Day of the Dead necklace tutorial #DiaDeLosMuertos
Halloween isn’t the only holiday that gets to have fun with dancing skeletons. There is another holiday called Dia de Los Muertos (or Day of the Dead in English) that is all about honoring the dead. Many of us struggle with the concept of death and spend a lot of time being sad about it, but that’s not what this holiday is about. Dia de Los Muertos is a happy holiday. Families gather together to remember their loved ones who have passed, eat all their favorite foods, dance, and generally celebrate life and the afterlife.
It is quite popular to celebrate this holiday with dancing skeletons, marigolds and ofrendas (or altars) filled with pictures and mementos of the dearly-departed.
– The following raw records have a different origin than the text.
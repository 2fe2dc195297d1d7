use std::fmt;
use std::str::FromStr;

use chrono::{DateTime, Utc};
use serde::{Deserialize, Serialize};

use crate::{ArticleId, UserId};

/// Article category as stored in the `category` field.
///
/// Unknown values read from the store are kept verbatim in `Other`.
#[derive(Debug, Clone, PartialEq, Eq, Hash, Serialize, Deserialize)]
#[serde(from = "String", into = "String")]
pub enum Category {
    Academics,
    Sports,
    Events,
    Announcements,
    Other(String),
}

impl Category {
    /// The categories users can publish under, in menu order.
    pub const PUBLISHABLE: [Category; 4] = [
        Category::Academics,
        Category::Sports,
        Category::Events,
        Category::Announcements,
    ];

    pub fn as_str(&self) -> &str {
        match self {
            Category::Academics => "academics",
            Category::Sports => "sports",
            Category::Events => "events",
            Category::Announcements => "announcements",
            Category::Other(raw) => raw,
        }
    }
}

impl Default for Category {
    fn default() -> Self {
        Category::Other(String::new())
    }
}

impl From<String> for Category {
    fn from(raw: String) -> Self {
        match raw.as_str() {
            "academics" => Category::Academics,
            "sports" => Category::Sports,
            "events" => Category::Events,
            "announcements" => Category::Announcements,
            _ => Category::Other(raw),
        }
    }
}

impl From<&str> for Category {
    fn from(raw: &str) -> Self {
        Category::from(raw.to_string())
    }
}

impl From<Category> for String {
    fn from(category: Category) -> Self {
        match category {
            Category::Other(raw) => raw,
            known => known.as_str().to_string(),
        }
    }
}

impl fmt::Display for Category {
    fn fmt(&self, f: &mut fmt::Formatter<'_>) -> fmt::Result {
        f.write_str(self.as_str())
    }
}

/// Category selector for list screens. `"all"` maps to [`CategoryFilter::All`].
#[derive(Debug, Clone, PartialEq, Eq, Default)]
pub enum CategoryFilter {
    #[default]
    All,
    Only(Category),
}

impl CategoryFilter {
    pub const ALL: &'static str = "all";

    pub fn as_str(&self) -> &str {
        match self {
            CategoryFilter::All => Self::ALL,
            CategoryFilter::Only(category) => category.as_str(),
        }
    }
}

impl FromStr for CategoryFilter {
    type Err = std::convert::Infallible;

    fn from_str(s: &str) -> Result<Self, Self::Err> {
        let s = s.trim().to_lowercase();
        if s == Self::ALL {
            Ok(CategoryFilter::All)
        } else {
            Ok(CategoryFilter::Only(Category::from(s)))
        }
    }
}

impl From<Category> for CategoryFilter {
    fn from(category: Category) -> Self {
        CategoryFilter::Only(category)
    }
}

impl fmt::Display for CategoryFilter {
    fn fmt(&self, f: &mut fmt::Formatter<'_>) -> fmt::Result {
        f.write_str(self.as_str())
    }
}

/// A news article document from the `articles` collection.
///
/// `published_at` is assigned by the store when the article is created.
/// `like_count` and `comment_count` only move through atomic increments.
#[derive(Debug, Clone, PartialEq, Serialize, Deserialize)]
#[serde(rename_all = "camelCase", default)]
pub struct Article {
    pub id: ArticleId,
    pub title: String,
    pub summary: String,
    pub content: String,
    pub image_url: String,
    pub author_id: UserId,
    pub author_name: String,
    pub category: Category,
    pub published: bool,
    #[serde(with = "chrono::serde::ts_milliseconds")]
    pub published_at: DateTime<Utc>,
    pub like_count: i64,
    pub comment_count: i64,
}

impl Default for Article {
    fn default() -> Self {
        Self {
            id: ArticleId::default(),
            title: String::new(),
            summary: String::new(),
            content: String::new(),
            image_url: String::new(),
            author_id: UserId::default(),
            author_name: String::new(),
            category: Category::default(),
            published: true,
            published_at: DateTime::<Utc>::default(),
            like_count: 0,
            comment_count: 0,
        }
    }
}

impl Article {
    /// Case-insensitive substring match over title, content and summary.
    ///
    /// `needle` must already be lowercase.
    pub fn matches_search(&self, needle: &str) -> bool {
        [&self.title, &self.content, &self.summary]
            .iter()
            .any(|field| field.to_lowercase().contains(needle))
    }
}

/// Draft submitted from the admin form.
#[derive(Debug, Clone, PartialEq)]
pub struct NewArticle {
    /// Client-chosen id; a blank id gets a generated UUID.
    pub id: Option<ArticleId>,
    pub title: String,
    pub summary: String,
    pub content: String,
    pub image_url: String,
    pub category: Category,
    pub author_id: UserId,
    pub author_name: String,
    pub published: bool,
}

impl NewArticle {
    pub fn new(
        title: impl Into<String>,
        summary: impl Into<String>,
        content: impl Into<String>,
        category: Category,
    ) -> Self {
        Self {
            id: None,
            title: title.into(),
            summary: summary.into(),
            content: content.into(),
            image_url: String::new(),
            category,
            author_id: UserId::default(),
            author_name: String::new(),
            published: true,
        }
    }
}
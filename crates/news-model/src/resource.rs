//! The tri-state envelope every adapter emits.

use std::fmt::Display;

/// State of an asynchronous read or write as seen by an observer.
///
/// A stream of `Resource` values always starts with `Loading`. One-shot
/// operations then produce exactly one `Success` or `Error`; live
/// subscriptions keep producing them for as long as they are open.
#[derive(Debug, Clone, PartialEq)]
pub enum Resource<T> {
    Loading,
    Success(T),
    /// Human-readable failure description.
    Error(String),
}

impl<T> Resource<T> {
    pub fn error(message: impl Into<String>) -> Self {
        Resource::Error(message.into())
    }

    pub fn is_loading(&self) -> bool {
        matches!(self, Resource::Loading)
    }

    pub fn is_success(&self) -> bool {
        matches!(self, Resource::Success(_))
    }

    pub fn is_error(&self) -> bool {
        matches!(self, Resource::Error(_))
    }

    /// `true` for `Success` and `Error`.
    pub fn is_terminal(&self) -> bool {
        !self.is_loading()
    }

    pub fn data(&self) -> Option<&T> {
        match self {
            Resource::Success(data) => Some(data),
            _ => None,
        }
    }

    pub fn into_data(self) -> Option<T> {
        match self {
            Resource::Success(data) => Some(data),
            _ => None,
        }
    }

    pub fn error_message(&self) -> Option<&str> {
        match self {
            Resource::Error(message) => Some(message),
            _ => None,
        }
    }

    pub fn map<U>(self, f: impl FnOnce(T) -> U) -> Resource<U> {
        match self {
            Resource::Loading => Resource::Loading,
            Resource::Success(data) => Resource::Success(f(data)),
            Resource::Error(message) => Resource::Error(message),
        }
    }
}

impl<T, E: Display> From<Result<T, E>> for Resource<T> {
    fn from(result: Result<T, E>) -> Self {
        match result {
            Ok(data) => Resource::Success(data),
            Err(e) => Resource::Error(e.to_string()),
        }
    }
}
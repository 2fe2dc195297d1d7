//! Record <-> document conversion.

use std::fmt::Display;

use doc_store::{Document, Fields};
use news_model::schema::fields;
use news_model::Resource;
use serde::de::DeserializeOwned;
use serde::Serialize;
use serde_json::Value;
use tracing::warn;

/// Decodes a record, taking its `id` from the document id.
pub(crate) fn decode<T: DeserializeOwned>(document: &Document) -> Result<T, serde_json::Error> {
    let mut record = document.fields.clone();
    record.insert(fields::ID.to_string(), Value::String(document.id.clone()));
    serde_json::from_value(Value::Object(record))
}

/// Decodes every document, skipping the ones that do not fit `T`.
pub(crate) fn decode_all<T: DeserializeOwned>(documents: &[Document]) -> Vec<T> {
    documents
        .iter()
        .filter_map(|document| match decode(document) {
            Ok(record) => Some(record),
            Err(e) => {
                warn!(id = %document.id, error = %e, "skipping undecodable document");
                None
            }
        })
        .collect()
}

pub(crate) fn encode<T: Serialize>(record: &T) -> Result<Fields, serde_json::Error> {
    match serde_json::to_value(record)? {
        Value::Object(fields) => Ok(fields),
        other => Err(serde::ser::Error::custom(format!(
            "expected a JSON object, got {other}"
        ))),
    }
}

/// `Error` carrying the failure's text, or `fallback` when it has none.
pub(crate) fn failure<T>(error: impl Display, fallback: &str) -> Resource<T> {
    let message = error.to_string();
    if message.trim().is_empty() {
        Resource::Error(fallback.to_string())
    } else {
        Resource::Error(message)
    }
}
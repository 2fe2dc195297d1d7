//! Seeds the in-memory store from a JSON file.
//!
//! The file maps collection path to document id to document fields:
//!
//! ```json
//! { "articles": { "a1": { "title": "Open day", "published": true } } }
//! ```

use std::collections::BTreeMap;
use std::path::{Path, PathBuf};

use doc_store::{Fields, MemoryStore};
use thiserror::Error;
use tracing::debug;

#[derive(Error, Debug)]
pub enum FixtureError {
    #[error("Failed to read fixture {path}: {source}")]
    Read {
        path: PathBuf,
        source: std::io::Error,
    },

    #[error("Fixture {path} is not valid: {source}")]
    Parse {
        path: PathBuf,
        source: serde_json::Error,
    },
}

type Collections = BTreeMap<String, BTreeMap<String, Fields>>;

/// Loads every document in `path` into `store`. Returns the document count.
pub fn load(store: &MemoryStore, path: &Path) -> Result<usize, FixtureError> {
    let content = std::fs::read_to_string(path).map_err(|source| FixtureError::Read {
        path: path.to_path_buf(),
        source,
    })?;
    let collections: Collections =
        serde_json::from_str(&content).map_err(|source| FixtureError::Parse {
            path: path.to_path_buf(),
            source,
        })?;

    let mut count = 0;
    for (collection, documents) in collections {
        for (id, fields) in documents {
            store.seed(&collection, &id, fields);
            count += 1;
        }
        debug!(%collection, "fixture collection seeded");
    }
    Ok(count)
}
//! Query description and evaluation.

use std::cmp::Ordering;

use serde_json::Value;

use crate::{Document, Fields};

#[derive(Debug, Clone, PartialEq)]
pub enum Filter {
    /// `field == value`
    Eq(String, Value),
    /// `field` equals one of the values.
    In(String, Vec<Value>),
}

impl Filter {
    fn field(&self) -> &str {
        match self {
            Filter::Eq(field, _) | Filter::In(field, _) => field,
        }
    }

    fn matches(&self, id: &str, fields: &Fields) -> bool {
        let id_value;
        let actual = match fields.get(self.field()) {
            Some(value) => value,
            // `id` falls back to the document id when the field is not stored.
            None if self.field() == "id" => {
                id_value = Value::String(id.to_string());
                &id_value
            }
            None => return false,
        };
        match self {
            Filter::Eq(_, expected) => actual == expected,
            Filter::In(_, candidates) => candidates.contains(actual),
        }
    }
}

#[derive(Debug, Clone, Copy, PartialEq, Eq)]
pub enum Direction {
    Ascending,
    Descending,
}

#[derive(Debug, Clone, PartialEq)]
pub struct OrderBy {
    pub field: String,
    pub direction: Direction,
}

/// Filters are ANDed. Without an order, results come back in document id
/// order. With an order, documents lacking the order field are excluded and
/// ties are broken by document id in the same direction.
#[derive(Debug, Clone, PartialEq)]
pub struct Query {
    pub collection: String,
    pub filters: Vec<Filter>,
    pub order: Option<OrderBy>,
}

impl Query {
    pub fn collection(collection: impl Into<String>) -> Self {
        Self {
            collection: collection.into(),
            filters: Vec::new(),
            order: None,
        }
    }

    pub fn where_eq(mut self, field: impl Into<String>, value: impl Into<Value>) -> Self {
        self.filters.push(Filter::Eq(field.into(), value.into()));
        self
    }

    pub fn where_in<V: Into<Value>>(
        mut self,
        field: impl Into<String>,
        values: impl IntoIterator<Item = V>,
    ) -> Self {
        let values = values.into_iter().map(Into::into).collect();
        self.filters.push(Filter::In(field.into(), values));
        self
    }

    pub fn order_by_desc(self, field: impl Into<String>) -> Self {
        self.order_by(field, Direction::Descending)
    }

    pub fn order_by(mut self, field: impl Into<String>, direction: Direction) -> Self {
        self.order = Some(OrderBy {
            field: field.into(),
            direction,
        });
        self
    }

    /// Largest value list carried by any `in` filter.
    pub fn max_in_values(&self) -> usize {
        self.filters
            .iter()
            .map(|filter| match filter {
                Filter::In(_, values) => values.len(),
                Filter::Eq(..) => 0,
            })
            .max()
            .unwrap_or(0)
    }

    pub(crate) fn matches(&self, id: &str, fields: &Fields) -> bool {
        let ordered = match &self.order {
            Some(order) => fields.contains_key(&order.field),
            None => true,
        };
        ordered && self.filters.iter().all(|filter| filter.matches(id, fields))
    }

    /// Evaluates the query over `(id, fields)` pairs.
    pub(crate) fn evaluate<'a>(
        &self,
        documents: impl Iterator<Item = (&'a String, &'a Fields)>,
    ) -> Vec<Document> {
        let mut matched: Vec<Document> = documents
            .filter(|(id, fields)| self.matches(id, fields))
            .map(|(id, fields)| Document::new(id.clone(), fields.clone()))
            .collect();

        if let Some(order) = &self.order {
            matched.sort_by(|a, b| {
                let ordering = compare_values(a.get(&order.field), b.get(&order.field))
                    .then_with(|| a.id.cmp(&b.id));
                match order.direction {
                    Direction::Ascending => ordering,
                    Direction::Descending => ordering.reverse(),
                }
            });
        }
        matched
    }
}

/// Total order over JSON values: null < bool < number < string < array < object.
fn compare_values(a: Option<&Value>, b: Option<&Value>) -> Ordering {
    fn rank(value: &Value) -> u8 {
        match value {
            Value::Null => 0,
            Value::Bool(_) => 1,
            Value::Number(_) => 2,
            Value::String(_) => 3,
            Value::Array(_) => 4,
            Value::Object(_) => 5,
        }
    }

    match (a, b) {
        (None, None) => Ordering::Equal,
        (None, Some(_)) => Ordering::Less,
        (Some(_), None) => Ordering::Greater,
        (Some(a), Some(b)) => match (a, b) {
            (Value::Bool(x), Value::Bool(y)) => x.cmp(y),
            (Value::Number(x), Value::Number(y)) => {
                match (x.as_i64(), y.as_i64()) {
                    (Some(x), Some(y)) => x.cmp(&y),
                    _ => {
                        let x = x.as_f64().unwrap_or(f64::NAN);
                        let y = y.as_f64().unwrap_or(f64::NAN);
                        x.partial_cmp(&y).unwrap_or(Ordering::Equal)
                    }
                }
            }
            (Value::String(x), Value::String(y)) => x.cmp(y),
            (a, b) => rank(a).cmp(&rank(b)),
        },
    }
}
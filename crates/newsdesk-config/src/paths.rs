//! File system paths.

use crate::{CoreError, CoreResult};
use std::path::PathBuf;

const BASE_DIR_NAME: &str = ".newsdesk";

/// Resolves the files newsdesk tools read and write under one base directory.
#[derive(Debug, Clone)]
pub struct Paths {
    base_dir: PathBuf,
}

impl Paths {
    /// Uses `~/.newsdesk`.
    pub fn new() -> CoreResult<Self> {
        let home = dirs::home_dir()
            .ok_or_else(|| CoreError::Path("Could not determine home directory".to_string()))?;
        Ok(Self {
            base_dir: home.join(BASE_DIR_NAME),
        })
    }

    /// Uses a custom base directory.
    pub fn with_base_dir(base_dir: PathBuf) -> Self {
        Self { base_dir }
    }

    pub fn base_dir(&self) -> &PathBuf {
        &self.base_dir
    }

    /// `<base>/config.json`
    pub fn config_file(&self) -> PathBuf {
        self.base_dir.join("config.json")
    }

    /// `<base>/logs`
    pub fn logs_dir(&self) -> PathBuf {
        self.base_dir.join("logs")
    }

    /// `<base>/logs/<service>.jsonl`
    pub fn log_file(&self, service_name: &str) -> PathBuf {
        self.logs_dir().join(format!("{service_name}.jsonl"))
    }

    /// Ensure all required directories exist.
    pub fn ensure_dirs(&self) -> CoreResult<()> {
        std::fs::create_dir_all(&self.base_dir)?;
        std::fs::create_dir_all(self.logs_dir())?;
        Ok(())
    }
}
For a kid-friendly take on this holiday we decided to make a pretty necklace out of salt-dough skull beads and bright orange tissue-paper marigolds. Both are quite easy and just a little bit silly.
Day of the Dead necklace tutorial #DiaDeLosMuertos
To make the marigolds I used two different shades of orange tissue paper. I cut them into circles that were rough and irregular in shape. To make one flower you will need six circles. Make half of them small (1-2 inches) and the other half a little bit larger. Then with a piece of black twine and a needle I punctured the circles right in the center. I tied a knot on one side and left the other side with two pieces of twine hanging out. These two pieces I would later tie onto my necklace.
Then I crumpled the center circle up around my knot. That became the center bud of my flower. I crumpled the remaining circles up around that bud but looser so that they would gradually lay down like petals on a real marigold. Then I set them aside to make the salt-dough beads.
Day of the Dead necklace tutorial #DiaDeLosMuertos
Making salt dough is really easy.
You will need the following ingredients to make the beads:
1/2 c. salt
1 c. of flour
1/2 c. of water
a cookie sheet
a toothpick
1. Preheat your oven to 250 F.
2. Mix the salt, flour and water together until the mixture is elastic and smooth. If dough is too sticky add flour; if it is too dry add water.
3. Pinch off small pieces and roll them into balls into the palm of your hand.
4. With beads or a toothpick make two small indentations for eyes.
5. Make some teeth by pushing the toothpick into the lower portions of the skull like so:
Day of the Dead necklace tutorial #DiaDeLosMuertos
I pinched the bottom of the skull just a little to give it more of a human head shape, but this is optional. I let the kids make the skulls look any way they wanted.
Using the same toothpick, puncture a hole all the way through the skull from the side where the ears would be. This will be the hole that you will use later to thread the beads onto a necklace. Make sure you wiggle the toothpick around quite a bit so the holes are big. I found that many of the holes I made closed up during baking because I didn’t make them big enough. But you don’t want to make them too big so that they compromise the shape and sturdiness of your bead.
Day of the Dead necklace tutorial #DiaDeLosMuertos
Place them on an ungreased cookie sheet and bake for two hours. I baked mine about 15 minutes short of two hours and I’m glad I did because I was able to poke some of my side holes through with a strong needle. If they had been baked completely, I wouldn’t have been able to do that.
Day of the Dead necklace tutorial #DiaDeLosMuertos
While we were waiting for our beads to bake, we colored our ofrenda coloring sheets and talked about the different people we know who have died. Ofrenda is the Spanish word for “offering” but it has nothing to do with worship. They are simply careful works of art that pay tribute to a deceased loved one. Usually ofrendas are collages or a collection of pictures and things that remind you of the person who has passed on.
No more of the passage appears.